#### EXERCISE MATERIAL
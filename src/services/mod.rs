//! Query-processing pipeline services.

pub mod chain_of_thought;
pub mod chunker;
pub mod code_synthesis;
pub mod complexity_classifier;
pub mod fence;
pub mod generation_client;
pub mod prompts;
pub mod query_orchestrator;
pub mod response_normalizer;
pub mod retry;
pub mod similarity_retriever;
pub mod subquery_planner;

pub use chain_of_thought::ChainOfThoughtResponder;
pub use chunker::Chunker;
pub use code_synthesis::CodeSynthesisDecider;
pub use complexity_classifier::ComplexityClassifier;
pub use generation_client::GenerationClient;
pub use query_orchestrator::QueryOrchestrator;
pub use response_normalizer::{CommentStyle, ResponseNormalizer};
pub use retry::{RetryExhausted, RetryPolicy};
pub use similarity_retriever::SimilarityRetriever;
pub use subquery_planner::SubqueryPlanner;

#### ACTIVITY
Within the material above, copy exactly the lines from the line that holds "Query-processing pipeline services." up to and including the line that holds "pub use code_synthesis::CodeSynthesisDecider;".

#### RESPONSE FOR THIS EXERCISE
//! Query-processing pipeline services.

pub mod chain_of_thought;
pub mod chunker;
pub mod code_synthesis;
pub mod complexity_classifier;
pub mod fence;
pub mod generation_client;
pub mod prompts;
pub mod query_orchestrator;
pub mod response_normalizer;
pub mod retry;
pub mod similarity_retriever;
pub mod subquery_planner;

pub use chain_of_thought::ChainOfThoughtResponder;
pub use chunker::Chunker;
pub use code_synthesis::CodeSynthesisDecider;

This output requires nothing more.